Squaring the cube: Towards an operational model of optimal universal health coverage.

ABSTRACT

Universal Health Coverage (UHC) has become a key goal of health policy in many developing countries. However, implementing UHC poses tough policy choices about what treatments to provide (the depth of coverage); to what proportion of the population (the breadth of coverage); at what price to patients (the height of coverage). This paper uses a theoretical mathematical programming model to derive analytically the optimal balance between the range of services provided and the proportion of the population covered under UHC, using the general principles of cost-effectiveness analysis. In contrast to most CEA, the model allows for variations in both the costs of provision and the social benefits of treatments, depending on the deprivation level of the population. We illustrate empirically the optimal trade-off between the size of the benefits package and the proportion of the population securing access to each treatment for a hypothetical East African country, based on WHO data on the costs and benefits of treatments at different coverage levels.

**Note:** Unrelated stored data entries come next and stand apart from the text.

//! CLI commands for the HBC signer
//!
//! Implements all command handlers for the CLI interface. Signing commands
//! print JSON to stdout so the output can be piped to another party or to a
//! broadcaster; private keys are read from arguments and never written out.

use std::fs;
use std::path::Path;

use crate::address::Address;
use crate::config::TxConfig;
use crate::crypto::PublicKey;
use crate::multisig::{CompositeKey, SignatureSet};
use crate::wallet::{encode_envelope, TransferRequest, Wallet, WalletInfo};

/// Result type for CLI operations
pub type CliResult<T> = Result<T, Box<dyn std::error::Error>>;

/// Load the config file if given, then apply the chain id override
pub fn load_config(path: Option<&Path>, chain_id: Option<&str>) -> CliResult<TxConfig> {
    let config = match path {
        Some(path) => TxConfig::from_file(path)?,
        None => TxConfig::default(),
    };
    Ok(match chain_id {
        Some(id) => config.with_chain_id(id),
        None => config,
    })
}

/// Build a composite key from hex public keys in the given order
pub fn parse_composite(pubkeys: &[String], threshold: usize) -> CliResult<CompositeKey> {
    let keys = pubkeys
        .iter()
        .map(|k| PublicKey::from_hex(k.trim()))
        .collect::<Result<Vec<_>, _>>()?;
    Ok(CompositeKey::new(keys, threshold)?)
}

/// Show the address and public key of a private key
pub fn cmd_address(private_key: &str) -> CliResult<()> {
    let wallet = Wallet::from_private_key(private_key)?;
    let info = WalletInfo::from(&wallet);
    println!("{}", serde_json::to_string_pretty(&info)?);
    Ok(())
}

/// Show the address of a threshold group
pub fn cmd_multisig_address(pubkeys: &[String], threshold: usize) -> CliResult<()> {
    let composite = parse_composite(pubkeys, threshold)?;
    println!("🔐 {} multisig", composite.description());
    println!("   📍 Address: {}", composite.address());
    for (i, pk) in composite.pubkeys().iter().enumerate() {
        println!("   {}. {}", i, pk);
    }
    Ok(())
}

/// Check an address string and report why it fails
pub fn cmd_validate_address(address: &str) -> CliResult<()> {
    match Address::decode(address) {
        Ok((addr, version)) => {
            println!("✅ Valid address (version {:#04x})", version);
            println!("   Raw: {}", hex::encode(addr.as_bytes()));
        }
        Err(e) => println!("❌ Invalid address: {}", e),
    }
    Ok(())
}

/// Sign a transfer with a single key and print the broadcast envelope
pub fn cmd_sign_transfer(
    config: &TxConfig,
    private_key: &str,
    request: &TransferRequest,
) -> CliResult<()> {
    let wallet = Wallet::from_private_key(private_key)?;
    let tx = wallet.create_transaction(config, request)?;
    let envelope = encode_envelope(config, &tx)?;
    println!("{}", String::from_utf8(envelope)?);
    Ok(())
}

/// Sign as one member of a threshold group and print the partial set
pub fn cmd_partial_sign(
    config: &TxConfig,
    private_key: &str,
    composite: &CompositeKey,
    request: &TransferRequest,
) -> CliResult<()> {
    let wallet = Wallet::from_private_key(private_key)?;
    let set = wallet.partial_sign(config, request, composite)?;
    log::info!(
        "Partial set holds {}/{} signatures",
        set.len(),
        composite.threshold()
    );
    println!("{}", serde_json::to_string(&set)?);
    Ok(())
}

/// Add this key's signature to a peer's partial set and print the envelope
pub fn cmd_merge(
    config: &TxConfig,
    private_key: &str,
    partial: &Path,
    request: &TransferRequest,
) -> CliResult<()> {
    let peer: SignatureSet = serde_json::from_str(&fs::read_to_string(partial)?)?;
    let wallet = Wallet::from_private_key(private_key)?;
    let tx = wallet.merge_multisig(config, request, &peer)?;
    let envelope = encode_envelope(config, &tx)?;
    println!("{}", String::from_utf8(envelope)?);
    Ok(())
}

#[cfg(test)]
mod tests {
    use super::*;

    const PUB_A: &str = "03922d2cf81982b51bb2e3073a0de4d49de7a0dc2dadee3534b4c57fa76968fe68";
    const PUB_B: &str = "03673ef1ee3170ab19847fc20cc3edcbe40f76013e54a2ff798018db058903e65f";

    #[test]
    fn test_parse_composite() {
        let composite = parse_composite(&[PUB_A.to_string(), PUB_B.to_string()], 2).unwrap();
        assert_eq!(
            composite.address().to_string(),
            "HBCTeUXgzx8eenRXmd6ztAJe4xdQmjMFUV4t"
        );
        assert!(parse_composite(&[PUB_A.to_string()], 2).is_err());
        assert!(parse_composite(&["zz".to_string()], 1).is_err());
    }

    #[test]
    fn test_load_config_override() {
        let temp_dir = tempfile::tempdir().unwrap();
        let path = temp_dir.path().join("config.json");
        fs::write(&path, r#"{"chain_id": "from-file", "gas_limit": 10}"#).unwrap();

        let config = load_config(Some(path.as_path()), Some("from-flag")).unwrap();
        assert_eq!(config.chain_id, "from-flag");
        assert_eq!(config.gas_limit, 10);

        assert_eq!(load_config(None, None).unwrap(), TxConfig::default());
    }

    #[test]
    fn test_merge_reads_partial_file() {
        let config = TxConfig::default();
        let a = "01ee5aa673f63fc906fb2dbc191438217c5e3f2646381b5e261be2d1f8479086";
        let b = "1f118af86fcab84f1a7d5204e0cdda351dcf759498e3550a858b56fc719f5521";
        let composite = parse_composite(&[PUB_A.to_string(), PUB_B.to_string()], 2).unwrap();
        let request = TransferRequest {
            denom: "hbc".into(),
            from: composite.address().to_string(),
            to: "HBCb1bg1Y2qxRhVQBUxHE7nWcuKzbM7scrwU".into(),
            memo: "payout".into(),
            amount: "10".into(),
            fee: "0".into(),
            sequence: 1,
        };

        let set = Wallet::from_private_key(a)
            .unwrap()
            .partial_sign(&config, &request, &composite)
            .unwrap();
        let temp_dir = tempfile::tempdir().unwrap();
        let path = temp_dir.path().join("partial.json");
        fs::write(&path, serde_json::to_string(&set).unwrap()).unwrap();

        assert!(cmd_merge(&config, b, &path, &request).is_ok());
        assert!(cmd_merge(&config, b, &temp_dir.path().join("missing.json"), &request).is_err());
    }
}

We begin with a scenario allowing coverage levels to vary, then apply differential equity weights to the benefits of coverage, and finally illustrate a scenario where interventions are either provided at 95% coverage or not at all (as is usually done in health benefits package design) for comparison. The results present the optimal trade-off between the social benefits of pursuing full population coverage, at the expense of expanding the benefits package for 'easier to reach' populations.